2018.07.03

# Dynamic Analysis of Smart Contracts Using Mythril

Pocket

こんにちは、次世代システム研究室のN.M.です。

To dynamically analyze smart contracts Mythril uses an Ethereum Virtual Machine implemented in Python called Laser.

Mythril also makes use of Microsoft’s Z3, for verifying smart contracts.

Find out how Mythril uses Laser and Z3 to do formal verification on smart contracts.

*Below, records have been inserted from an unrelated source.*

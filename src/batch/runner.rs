//! # 批量执行器
//!
//! 并行处理一批项目文件，收集成败统计。
//!
//! ## 功能
//! - 基于 rayon 线程池的并行迭代，结果保持输入顺序
//! - 进度条反馈
//! - 失败与跳过明细收集
//!
//! ## 依赖关系
//! - 被 `commands/rollup.rs` 调用
//! - 使用 `utils/progress.rs` 创建进度条
//! - 使用 `rayon` 并行计算

use std::path::PathBuf;

use rayon::prelude::*;

use crate::utils::progress;

/// 单个文件的处理结果
#[derive(Debug, Clone)]
pub enum ProcessResult {
    /// 处理成功（附摘要信息）
    Success(String),
    /// 跳过（附原因）
    Skipped(String),
    /// 处理失败（文件路径, 错误信息）
    Failed(String, String),
}

/// 批量处理统计
#[derive(Debug, Default)]
pub struct BatchResult {
    pub success: usize,
    pub skipped: usize,
    pub failed: usize,

    /// 成功摘要（输入顺序）
    pub summaries: Vec<String>,

    /// 跳过明细
    pub skips: Vec<String>,

    /// 失败明细（文件路径, 错误信息）
    pub failures: Vec<(String, String)>,
}

impl BatchResult {
    /// 并入一个处理结果
    pub fn merge(&mut self, result: ProcessResult) {
        match result {
            ProcessResult::Success(summary) => {
                self.success += 1;
                self.summaries.push(summary);
            }
            ProcessResult::Skipped(reason) => {
                self.skipped += 1;
                self.skips.push(reason);
            }
            ProcessResult::Failed(path, err) => {
                self.failed += 1;
                self.failures.push((path, err));
            }
        }
    }

    /// 总处理数
    pub fn total(&self) -> usize {
        self.success + self.skipped + self.failed
    }
}

/// 批量执行器
pub struct BatchRunner {
    /// 并行作业数
    jobs: usize,
}

impl BatchRunner {
    /// 创建执行器；0 表示按 CPU 核数
    pub fn new(jobs: usize) -> Self {
        let jobs = if jobs == 0 { num_cpus::get() } else { jobs };
        Self { jobs }
    }

    /// 并行处理文件列表
    pub fn run<F>(&self, files: Vec<PathBuf>, processor: F) -> BatchResult
    where
        F: Fn(&PathBuf) -> ProcessResult + Sync + Send,
    {
        let pb = progress::create_progress_bar(files.len() as u64, "Rolling up");

        let pool = rayon::ThreadPoolBuilder::new()
            .num_threads(self.jobs)
            .build()
            .unwrap();

        // par_iter + collect 保持文件顺序
        let results: Vec<ProcessResult> = pool.install(|| {
            files
                .par_iter()
                .map(|file| {
                    let result = processor(file);
                    pb.inc(1);
                    result
                })
                .collect()
        });

        pb.finish_and_clear();

        let mut batch = BatchResult::default();
        for result in results {
            batch.merge(result);
        }
        batch
    }
}

#[cfg(test)]
mod tests {
    use super::*;

    #[test]
    fn test_merge_counts() {
        let mut batch = BatchResult::default();
        batch.merge(ProcessResult::Success("甲工程: 120000.00".to_string()));
        batch.merge(ProcessResult::Skipped("catalog file".to_string()));
        batch.merge(ProcessResult::Failed("bad.json".to_string(), "parse".to_string()));

        assert_eq!(batch.success, 1);
        assert_eq!(batch.skipped, 1);
        assert_eq!(batch.failed, 1);
        assert_eq!(batch.total(), 3);
        assert_eq!(batch.summaries.len(), 1);
        assert_eq!(batch.skips, vec!["catalog file".to_string()]);
        assert_eq!(batch.failures[0].0, "bad.json");
    }
}
//! # 批量处理模块
//!
//! 提供项目文件的批量汇总能力。
//!
//! ## 功能
//! - 自动检测输入类型（文件/目录）
//! - 按 glob 模式收集项目文件
//! - 并行处理与进度反馈
//! - 成败统计与失败明细
//!
//! ## 依赖关系
//! - 被 `commands/rollup.rs` 使用
//! - 使用 `rayon` 并行，`indicatif` 显示进度

pub mod collector;
pub mod runner;

pub use collector::FileCollector;
pub use runner::{BatchResult, BatchRunner, ProcessResult};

Then use that knowledge to make use of Mythril’s API.

## Introducing Laser

Laser is Mythril’s EVM implemented in Python. It holds the following states,

### World State (σ)

The world state is a mapping of addresses to accounts. Each account holds balance, storage, nonce etc.

### Environment State (I)

Environment state is information about the transaction currently executing such as sender address, value, data input and so on.

### Machine State (μ)

Machine state is the current state of the machine including program counter, stack and memory. ## Introducing Z3

Z3 is an open source SAT Solver developed by Microsoft under MIT license. SAT stands for Satisfiability. So given constraints on parameters Z3 can find values for the parameters that satisfy the constraints. This is useful when we consider a smart contract can be expressed as constraints on input parameters.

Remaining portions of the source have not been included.